Author 1 book106 followers
February 23, 2019
The writing is strong and interesting in these stories but too many of them end as cliffhangers. Cliffhangers are enjoyable in serials and from one novel chapter to another. With a stand alone story? What's the point? These were written in era when closure in short literary fiction was in dispute, so maybe a pass. For me, these clearly miss because the broad affect is nebulous, so without an ending, closure is doubly who cares. If that's the point, then it's been done better and many, many years previously. Aside from this formal critique of how most of the stories end, the writing prior to these non-endings is strong.
Profile Image for Ryden.
Author 2 books10 followers
December 29, 2023
There are 22 short stories in this collection and I didn't like most of them. Not for being poorly written, because they weren't, but for being extremely depressing. The stories were a strange mix of random people and hyperspecific historical fiction, written from the perspective of real people.

"Descent Into Perpetual Night" was by far my favorite, about real-life deep-sea explorer/pioneer William Beebe. I also liked the one about John Ashcroft. "Batting Against Castro" is good too, even if the anecdote it's based on never really happened. "Won't Get Fooled Again" was written from the perspective of The Who's bassist, also interesting.

Overall I liked about 5 of these.
Profile Image for Nathan Leslie.
Author 31 books12 followers
January 22, 2018
I don't know. Shepard is a writer who folks have been gushing about for quite some time now, but this collection left me a bit cold. Shepard manages genre-twisting and historical/quasi-historical fiction very well, but I'm lacking characterization here. The writing is effective and clear, but overall I'm not sure who most of these stories are about--and for me that is as important as what a story is about. Enjoyed "The Gun Lobby" (strong story) and "The Creature from the Black Lagoon," but many of the others did not grab me.
Profile Image for Piyali Mukherjee.
211 reviews7 followers
December 14, 2019
This is a fantastic collection of stories based on historical fiction. I guess my only critical note on the stories is that often there was too much going on in a story for the plot to be cohesive. Usually, a really interesting premise is told by an unreliable narrator, which creates too many symbolic threads, none of which necessarily wrap up. Also, "Glut your soul on my accursed ugliness" is one of my favorite quotes now.
Profile Image for Tommy.
554 reviews9 followers
April 7, 2024
Largely forgettable stories with the exception of fictional musings that somehow make John Ashcroft interesting and imbued with a charisma he didn't have in real life. Really weird alternative reality that made my head swim for a minute after reading it.

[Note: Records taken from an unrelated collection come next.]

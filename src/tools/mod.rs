//! Caller-facing tools.
//!
//! # Tools
//!
//! - **web_search**: one query through the provider fallback chain
//! - **research_topic**: several related queries merged into a report
//! - **search_status**: provider availability and rate-limit usage

pub mod registry;
pub mod research_topic;
pub mod search_status;
pub mod types;
pub mod web_search;

pub use registry::ToolRegistry;
pub use research_topic::ResearchTopicTool;
pub use search_status::SearchStatusTool;
pub use types::{DEFAULT_MAX_BYTES, Tool, ToolResult, truncate_output};
pub use web_search::WebSearchTool;
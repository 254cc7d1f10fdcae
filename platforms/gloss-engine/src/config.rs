use serde::{Deserialize, Serialize};

/// Knobs for one [`crate::Translator`]. Missing JSON fields take their defaults.
#[derive(Debug, Clone, PartialEq, Eq, Serialize, Deserialize)]
#[serde(default)]
pub struct TranslatorConfig {
    /// Gloss notation to resolve into (ISO 639-1).
    pub target_language: String,
    /// Memoize dictionary lookups for the duration of a request.
    pub cache_lookups: bool,
}

impl Default for TranslatorConfig {
    fn default() -> Self {
        Self {
            target_language: "en".to_string(),
            cache_lookups: true,
        }
    }
}

impl TranslatorConfig {
    pub fn from_json(json: &str) -> Result<Self, serde_json::Error> {
        serde_json::from_str(json)
    }

    pub fn with_language(mut self, language: impl Into<String>) -> Self {
        self.target_language = language.into();
        self
    }
}

#[cfg(test)]
mod tests {
    use super::*;

    #[test]
    fn test_missing_fields_fall_back_to_defaults() {
        assert_eq!(TranslatorConfig::from_json("{}").unwrap(), TranslatorConfig::default());

        let config = TranslatorConfig::from_json(r#"{"cache_lookups": false}"#).unwrap();
        assert_eq!(config.target_language, "en");
        assert!(!config.cache_lookups);
    }

    #[test]
    fn test_language_override() {
        let config = TranslatorConfig::from_json(r#"{"target_language": "th"}"#)
            .unwrap()
            .with_language("en");
        assert_eq!(config.target_language, "en");
        assert!(TranslatorConfig::from_json(r#"{"target_language": 3}"#).is_err());
    }
}
pub mod memory;
pub mod compiled;
pub mod cache;

pub use cache::CachedLexicon;
pub use compiled::{compile, CompiledLexicon};
pub use memory::{parse_json, MemoryLexicon};

use gloss_protocol::{DictionaryEntry, EntryError};
use thiserror::Error;

#[derive(Debug, Error)]
pub enum LexiconError {
    #[error("failed to parse dictionary JSON: {0}")]
    Json(#[from] serde_json::Error),

    #[error("invalid dictionary entry: {0}")]
    Entry(#[from] EntryError),

    #[error("compiled dictionary failed validation: {0}")]
    InvalidArchive(String),

    #[error("failed to compile dictionary: {0}")]
    Compile(String),

    #[error("'{headword}' has {count} dictionary entries where exactly one is expected")]
    DuplicateHeadword { headword: String, count: usize },
}

/// Read access to a sign gloss dictionary keyed by English headword.
///
/// Keys match exactly; callers pass lemmas or literal text as produced by the
/// annotation step.
pub trait LexicalStore {
    /// Every entry stored under `headword`, in dictionary order.
    fn entries(&self, headword: &str) -> Vec<DictionaryEntry>;

    /// The first entry stored under `headword`.
    fn lookup(&self, headword: &str) -> Option<DictionaryEntry> {
        self.entries(headword).into_iter().next()
    }

    /// The entry stored under `headword`, failing when the dictionary holds
    /// more than one.
    fn lookup_unique(&self, headword: &str) -> Result<Option<DictionaryEntry>, LexiconError> {
        let mut entries = self.entries(headword);
        match entries.len() {
            0 | 1 => Ok(entries.pop()),
            count => Err(LexiconError::DuplicateHeadword {
                headword: headword.to_string(),
                count,
            }),
        }
    }
}

impl<S: LexicalStore + ?Sized> LexicalStore for &S {
    fn entries(&self, headword: &str) -> Vec<DictionaryEntry> {
        (**self).entries(headword)
    }
}

#[cfg(test)]
mod tests {
    use super::*;
    use gloss_protocol::Gloss;

    #[test]
    fn test_lookup_unique_rejects_duplicates() {
        let store = MemoryLexicon::new(vec![
            DictionaryEntry::new("bat").with_gloss(Gloss::new("BAT-ANIMAL", "en")),
            DictionaryEntry::new("bat").with_gloss(Gloss::new("BAT-STICK", "en")),
            DictionaryEntry::new("ball").with_gloss(Gloss::new("BALL", "en")),
        ])
        .unwrap();

        assert_eq!(store.lookup("bat").unwrap().glosses[0].text, "BAT-ANIMAL");
        assert!(matches!(
            store.lookup_unique("bat"),
            Err(LexiconError::DuplicateHeadword { count: 2, .. })
        ));
        assert_eq!(store.lookup_unique("ball").unwrap().unwrap().headword, "ball");
        assert!(store.lookup_unique("xylophone").unwrap().is_none());
    }
}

Shepard can write good prose and he prefers to fictionalize things that have happened. The problem is that these accounts lack any real punch or point besides it seems creating a weird sense of confusion or disquiet.
Profile Image for Resa.
95 reviews2 followers
January 30, 2021
My favorite short stories were Eustace, The Immortality of Parents, & John Ashcroft: More Important Things about Me.
The others...well, many bored me and I skimmed them. Others just weren’t that interesting to me.
That said, for the three I mentioned, especially John Ashcroft, I am super grateful to have read this book.
1 review
Read
December 9, 2019
Standout stories:
Love and Hydrogen (gay Nazis in a doomed Zeppelin)
Creature from the Black Lagoon (POV of the creature)
Astounding Stories (the hunt for a Megalodon)
Batting Against Castro (Cold War politics on the baseball diamond)
Profile Image for Kurt.
255 reviews4 followers
August 10, 2017
I can scarcely believe I only just recently heard of Jim Shepard.
Profile Image for Rachel King.
Author 5 books14 followers
July 24, 2018
This collection contains my favorite Jim Shepard story "Ajax Is All about Attack." I love how he combines the historical and the personal in this story, and others.